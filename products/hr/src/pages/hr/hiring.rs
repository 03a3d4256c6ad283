use async_graphql::{Enum, InputObject, SimpleObject};
use chrono::NaiveDate;
use serde::{Deserialize, Serialize};

use crate::{
    common::{Badge, StatusTone, Toned, average, matches_choice, matches_search, percentage, ymd},
    page::{Page, PageContext, PageInfo, Role},
};

pub const SLUG: &str = "hr-hiring";

#[derive(Enum, Copy, Clone, Debug, Eq, PartialEq, Serialize, Deserialize)]
#[serde(rename_all = "snake_case")]
pub enum HiringStage {
    Applied,
    Screening,
    Interview,
    Offer,
    Hired,
    Rejected,
}

impl HiringStage {
    /// Pipeline columns, left to right.
    pub const ORDER: [HiringStage; 6] = [
        HiringStage::Applied,
        HiringStage::Screening,
        HiringStage::Interview,
        HiringStage::Offer,
        HiringStage::Hired,
        HiringStage::Rejected,
    ];
}

impl Toned for HiringStage {
    fn label(&self) -> &'static str {
        match self {
            HiringStage::Applied => "Applied",
            HiringStage::Screening => "Screening",
            HiringStage::Interview => "Interview",
            HiringStage::Offer => "Offer",
            HiringStage::Hired => "Hired",
            HiringStage::Rejected => "Rejected",
        }
    }

    fn tone(&self) -> StatusTone {
        match self {
            HiringStage::Applied | HiringStage::Screening => StatusTone::Neutral,
            HiringStage::Interview => StatusTone::Info,
            HiringStage::Offer => StatusTone::Warning,
            HiringStage::Hired => StatusTone::Success,
            HiringStage::Rejected => StatusTone::Danger,
        }
    }
}

#[derive(Clone, Debug, SimpleObject, Serialize)]
pub struct Candidate {
    pub id: String,
    pub name: String,
    pub position: String,
    pub stage: HiringStage,
    pub source: String,
    /// Interviewer rating out of 5.
    pub rating: f64,
    pub applied_on: NaiveDate,
}

#[derive(Clone, Debug, Default, InputObject, Deserialize)]
#[serde(default)]
pub struct CandidateFilter {
    pub stage: Option<HiringStage>,
    pub position: Option<String>,
    pub search: Option<String>,
}

#[derive(Clone, Debug, PartialEq, SimpleObject, Serialize)]
pub struct StageCount {
    pub stage: HiringStage,
    pub count: u32,
}

#[derive(Clone, Debug, PartialEq, SimpleObject, Serialize)]
pub struct HiringSummary {
    pub candidates: u32,
    pub stages: Vec<StageCount>,
    pub hire_rate: f64,
    pub average_rating: f64,
}

pub struct HiringPage;

impl Page for HiringPage {
    const INFO: PageInfo = PageInfo {
        slug: SLUG,
        title: "Hiring Pipeline",
        role: Role::Hr,
        description: "Candidates by stage across open requisitions",
    };

    type Record = Candidate;
    type Filter = CandidateFilter;
    type Summary = HiringSummary;

    #[rustfmt::skip]
    fn records() -> Vec<Candidate> {
        vec![
            candidate("CAN-201", "Olivia Martinez", "Senior Software Engineer", HiringStage::Interview, "LinkedIn", 4.5, ymd(2025, 2, 3)),
            candidate("CAN-202", "Ethan Wright", "Senior Software Engineer", HiringStage::Screening, "Referral", 3.8, ymd(2025, 2, 17)),
            candidate("CAN-203", "Sophia Nguyen", "Product Designer", HiringStage::Offer, "Dribbble", 4.8, ymd(2025, 1, 22)),
            candidate("CAN-204", "Liam O'Connor", "Account Executive", HiringStage::Hired, "Indeed", 4.2, ymd(2024, 12, 9)),
            candidate("CAN-205", "Mia Robinson", "Account Executive", HiringStage::Rejected, "Indeed", 2.9, ymd(2025, 1, 14)),
            candidate("CAN-206", "Noah Patel", "Data Analyst", HiringStage::Applied, "Company Website", 3.5, ymd(2025, 3, 10)),
            candidate("CAN-207", "Ava Thompson", "Data Analyst", HiringStage::Interview, "LinkedIn", 4.1, ymd(2025, 2, 25)),
            candidate("CAN-208", "Lucas Kim", "Product Designer", HiringStage::Hired, "Referral", 4.6, ymd(2024, 11, 28)),
            candidate("CAN-209", "Isabella Rossi", "HR Generalist", HiringStage::Applied, "Company Website", 3.2, ymd(2025, 3, 12)),
            candidate("CAN-210", "Mason Clark", "HR Generalist", HiringStage::Screening, "LinkedIn", 3.9, ymd(2025, 3, 4)),
        ]
    }

    fn matches(filter: &CandidateFilter, record: &Candidate, _ctx: &PageContext) -> bool {
        matches_choice(filter.stage.as_ref(), &record.stage)
            && matches_choice(filter.position.as_ref(), &record.position)
            && matches_search(
                filter.search.as_deref(),
                &[record.name.as_str(), record.source.as_str()],
            )
    }

    fn badge(record: &Candidate, _ctx: &PageContext) -> Badge {
        record.stage.badge()
    }

    fn summarize(records: &[Candidate], _ctx: &PageContext) -> HiringSummary {
        let stages: Vec<_> = HiringStage::ORDER
            .into_iter()
            .map(|stage| StageCount {
                stage,
                count: records.iter().filter(|c| c.stage == stage).count() as u32,
            })
            .collect();
        let hired = records
            .iter()
            .filter(|c| c.stage == HiringStage::Hired)
            .count();
        HiringSummary {
            candidates: records.len() as u32,
            stages,
            hire_rate: percentage(hired as f64, records.len() as f64),
            average_rating: average(records.iter().map(|c| c.rating)),
        }
    }

    fn sort(_filter: &CandidateFilter, records: &mut [Candidate]) {
        records.sort_by(|a, b| b.applied_on.cmp(&a.applied_on));
    }
}

fn candidate(
    id: &str,
    name: &str,
    position: &str,
    stage: HiringStage,
    source: &str,
    rating: f64,
    applied_on: NaiveDate,
) -> Candidate {
    Candidate {
        id: id.into(),
        name: name.into(),
        position: position.into(),
        stage,
        source: source.into(),
        rating,
        applied_on,
    }
}
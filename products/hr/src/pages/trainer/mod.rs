pub mod assessments;
pub mod programs;
pub mod sessions;
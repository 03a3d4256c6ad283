use async_graphql::{InputObject, SimpleObject};
use serde::{Deserialize, Serialize};

use crate::{
    common::{Badge, StatusTone, Toned, matches_choice, percentage},
    page::{Page, PageContext, PageInfo, Role},
    pages::leave::LeaveType,
};

pub const SLUG: &str = "employee-leave-balance";

#[derive(Clone, Debug, SimpleObject, Serialize)]
pub struct LeaveBalance {
    pub leave_type: LeaveType,
    pub entitled: u32,
    pub used: u32,
    pub pending: u32,
    pub available: u32,
}

impl LeaveBalance {
    fn new(leave_type: LeaveType, entitled: u32, used: u32, pending: u32) -> Self {
        Self {
            leave_type,
            entitled,
            used,
            pending,
            available: entitled.saturating_sub(used + pending),
        }
    }
}

/// How much of an allowance is left, shown as the row badge.
#[derive(Copy, Clone, Debug, Eq, PartialEq)]
enum Remaining {
    Plenty,
    Low,
    Exhausted,
}

impl Remaining {
    fn of(balance: &LeaveBalance) -> Self {
        if balance.available == 0 {
            Remaining::Exhausted
        } else if balance.available * 4 <= balance.entitled {
            Remaining::Low
        } else {
            Remaining::Plenty
        }
    }
}

impl Toned for Remaining {
    fn label(&self) -> &'static str {
        match self {
            Remaining::Plenty => "Available",
            Remaining::Low => "Running Low",
            Remaining::Exhausted => "Exhausted",
        }
    }

    fn tone(&self) -> StatusTone {
        match self {
            Remaining::Plenty => StatusTone::Success,
            Remaining::Low => StatusTone::Warning,
            Remaining::Exhausted => StatusTone::Danger,
        }
    }
}

#[derive(Clone, Debug, Default, InputObject, Deserialize)]
#[serde(default)]
pub struct LeaveBalanceFilter {
    pub leave_type: Option<LeaveType>,
}

#[derive(Clone, Debug, PartialEq, SimpleObject, Serialize)]
pub struct LeaveBalanceSummary {
    pub total_entitled: u32,
    pub total_used: u32,
    pub total_pending: u32,
    pub total_available: u32,
    pub utilization: f64,
}

pub struct LeaveBalancePage;

impl Page for LeaveBalancePage {
    const INFO: PageInfo = PageInfo {
        slug: SLUG,
        title: "Leave Balance",
        role: Role::Employee,
        description: "Remaining days per leave type this year",
    };

    type Record = LeaveBalance;
    type Filter = LeaveBalanceFilter;
    type Summary = LeaveBalanceSummary;

    fn records() -> Vec<LeaveBalance> {
        vec![
            LeaveBalance::new(LeaveType::Annual, 20, 8, 5),
            LeaveBalance::new(LeaveType::Sick, 10, 3, 0),
            LeaveBalance::new(LeaveType::Personal, 3, 2, 1),
            LeaveBalance::new(LeaveType::Parental, 60, 0, 0),
            LeaveBalance::new(LeaveType::Unpaid, 5, 4, 0),
        ]
    }

    fn matches(filter: &LeaveBalanceFilter, record: &LeaveBalance, _ctx: &PageContext) -> bool {
        matches_choice(filter.leave_type.as_ref(), &record.leave_type)
    }

    fn badge(record: &LeaveBalance, _ctx: &PageContext) -> Badge {
        Remaining::of(record).badge()
    }

    fn summarize(records: &[LeaveBalance], _ctx: &PageContext) -> LeaveBalanceSummary {
        let total_entitled = records.iter().map(|b| b.entitled).sum();
        let total_used = records.iter().map(|b| b.used).sum();
        LeaveBalanceSummary {
            total_entitled,
            total_used,
            total_pending: records.iter().map(|b| b.pending).sum(),
            total_available: records.iter().map(|b| b.available).sum(),
            utilization: percentage(f64::from(total_used), f64::from(total_entitled)),
        }
    }
}

#[cfg(test)]
mod tests {
    use super::*;
    use crate::{common::ymd, page::view};

    fn ctx() -> PageContext {
        PageContext::new(ymd(2025, 3, 14))
    }

    #[test]
    fn available_subtracts_used_and_pending() {
        let balances = LeaveBalancePage::records();
        assert_eq!(balances[0].available, 7);
        assert_eq!(balances[2].available, 0);
        assert!(balances
            .iter()
            .all(|b| b.available + b.used + b.pending <= b.entitled || b.available == 0));
    }

    #[test]
    fn saturates_instead_of_going_negative() {
        let balance = LeaveBalance::new(LeaveType::Personal, 2, 2, 1);
        assert_eq!(balance.available, 0);
    }

    #[test]
    fn summary_totals() {
        let summary = LeaveBalancePage::summarize(&LeaveBalancePage::records(), &ctx());
        assert_eq!(summary.total_entitled, 98);
        assert_eq!(summary.total_used, 17);
        assert_eq!(summary.total_available, 75);
        assert_eq!(summary.utilization, 17.3);
    }

    #[test]
    fn badges_reflect_remaining_days() {
        let page = view::<LeaveBalancePage>(&LeaveBalanceFilter::default(), &ctx());
        let labels: Vec<_> = page.badges.iter().map(|b| b.label.as_str()).collect();
        assert_eq!(
            labels,
            ["Available", "Available", "Exhausted", "Available", "Running Low"]
        );
    }
}
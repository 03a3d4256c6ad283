use async_graphql::{Enum, InputObject, SimpleObject};
use chrono::NaiveDate;
use serde::{Deserialize, Serialize};

use crate::{
    common::{Badge, StatusTone, Toned, average, matches_choice, percentage, ymd},
    page::{Page, PageContext, PageInfo, Role},
};

pub const SLUG: &str = "hr-onboarding";

#[derive(Enum, Copy, Clone, Debug, Eq, PartialEq, Serialize, Deserialize)]
#[serde(rename_all = "snake_case")]
pub enum OnboardingStatus {
    NotStarted,
    InProgress,
    Completed,
}

impl Toned for OnboardingStatus {
    fn label(&self) -> &'static str {
        match self {
            OnboardingStatus::NotStarted => "Not Started",
            OnboardingStatus::InProgress => "In Progress",
            OnboardingStatus::Completed => "Completed",
        }
    }

    fn tone(&self) -> StatusTone {
        match self {
            OnboardingStatus::NotStarted => StatusTone::Neutral,
            OnboardingStatus::InProgress => StatusTone::Info,
            OnboardingStatus::Completed => StatusTone::Success,
        }
    }
}

#[derive(Clone, Debug, SimpleObject, Serialize)]
pub struct OnboardingCase {
    pub id: String,
    pub employee: String,
    pub position: String,
    pub start_date: NaiveDate,
    pub buddy: String,
    pub tasks_completed: u32,
    pub tasks_total: u32,
    pub status: OnboardingStatus,
}

impl OnboardingCase {
    pub fn progress(&self) -> f64 {
        percentage(f64::from(self.tasks_completed), f64::from(self.tasks_total))
    }
}

#[derive(Clone, Debug, Default, InputObject, Deserialize)]
#[serde(default)]
pub struct OnboardingFilter {
    pub status: Option<OnboardingStatus>,
}

#[derive(Clone, Debug, PartialEq, SimpleObject, Serialize)]
pub struct OnboardingSummary {
    pub in_progress: u32,
    pub completed: u32,
    pub not_started: u32,
    pub average_progress: f64,
}

pub struct OnboardingPage;

impl Page for OnboardingPage {
    const INFO: PageInfo = PageInfo {
        slug: SLUG,
        title: "Onboarding",
        role: Role::Hr,
        description: "New hire checklists and buddies",
    };

    type Record = OnboardingCase;
    type Filter = OnboardingFilter;
    type Summary = OnboardingSummary;

    #[rustfmt::skip]
    fn records() -> Vec<OnboardingCase> {
        vec![
            case("ONB-01", "Carlos Rivera", "Account Executive", ymd(2025, 1, 6), "Jennifer Lee", 12, 12, OnboardingStatus::Completed),
            case("ONB-02", "Liam O'Connor", "Account Executive", ymd(2025, 3, 3), "Carlos Rivera", 7, 12, OnboardingStatus::InProgress),
            case("ONB-03", "Lucas Kim", "Product Designer", ymd(2025, 3, 10), "Emily Davis", 3, 10, OnboardingStatus::InProgress),
            case("ONB-04", "Sophia Nguyen", "Product Designer", ymd(2025, 4, 7), "Aisha Khan", 0, 10, OnboardingStatus::NotStarted),
        ]
    }

    fn matches(filter: &OnboardingFilter, record: &OnboardingCase, _ctx: &PageContext) -> bool {
        matches_choice(filter.status.as_ref(), &record.status)
    }

    fn badge(record: &OnboardingCase, _ctx: &PageContext) -> Badge {
        record.status.badge()
    }

    fn summarize(records: &[OnboardingCase], _ctx: &PageContext) -> OnboardingSummary {
        let count = |status| records.iter().filter(|c| c.status == status).count() as u32;
        OnboardingSummary {
            in_progress: count(OnboardingStatus::InProgress),
            completed: count(OnboardingStatus::Completed),
            not_started: count(OnboardingStatus::NotStarted),
            average_progress: average(records.iter().map(OnboardingCase::progress)),
        }
    }

    fn sort(_filter: &OnboardingFilter, records: &mut [OnboardingCase]) {
        records.sort_by_key(|c| c.start_date);
    }
}

#[allow(clippy::too_many_arguments)]
fn case(
    id: &str,
    employee: &str,
    position: &str,
    start_date: NaiveDate,
    buddy: &str,
    tasks_completed: u32,
    tasks_total: u32,
    status: OnboardingStatus,
) -> OnboardingCase {
    OnboardingCase {
        id: id.into(),
        employee: employee.into(),
        position: position.into(),
        start_date,
        buddy: buddy.into(),
        tasks_completed,
        tasks_total,
        status,
    }
}

#[cfg(test)]
mod tests {
    use super::*;
    use crate::page::view;

    #[test]
    fn progress_is_task_ratio() {
        let cases = OnboardingPage::records();
        assert_eq!(cases[0].progress(), 100.0);
        assert_eq!(cases[1].progress(), 58.3);
        assert_eq!(cases[3].progress(), 0.0);
    }

    #[test]
    fn summary_counts_and_average() {
        let ctx = PageContext::new(ymd(2025, 3, 14));
        let summary = OnboardingPage::summarize(&OnboardingPage::records(), &ctx);
        assert_eq!(summary.in_progress, 2);
        assert_eq!(summary.completed, 1);
        assert_eq!(summary.not_started, 1);
        // (100 + 58.3 + 30 + 0) / 4
        assert_eq!(summary.average_progress, 47.1);
    }

    #[test]
    fn in_progress_filter() {
        let ctx = PageContext::new(ymd(2025, 3, 14));
        let filter = OnboardingFilter {
            status: Some(OnboardingStatus::InProgress),
        };
        let page = view::<OnboardingPage>(&filter, &ctx);
        assert_eq!(page.shown, 2);
    }
}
···
# [Directions]
Select and copy each line from the data that includes the word "Software".

# [Finished exercise]
            candidate("CAN-201", "Olivia Martinez", "Senior Software Engineer", HiringStage::Interview, "LinkedIn", 4.5, ymd(2025, 2, 3)),
            candidate("CAN-202", "Ethan Wright", "Senior Software Engineer", HiringStage::Screening, "Referral", 3.8, ymd(2025, 2, 17)),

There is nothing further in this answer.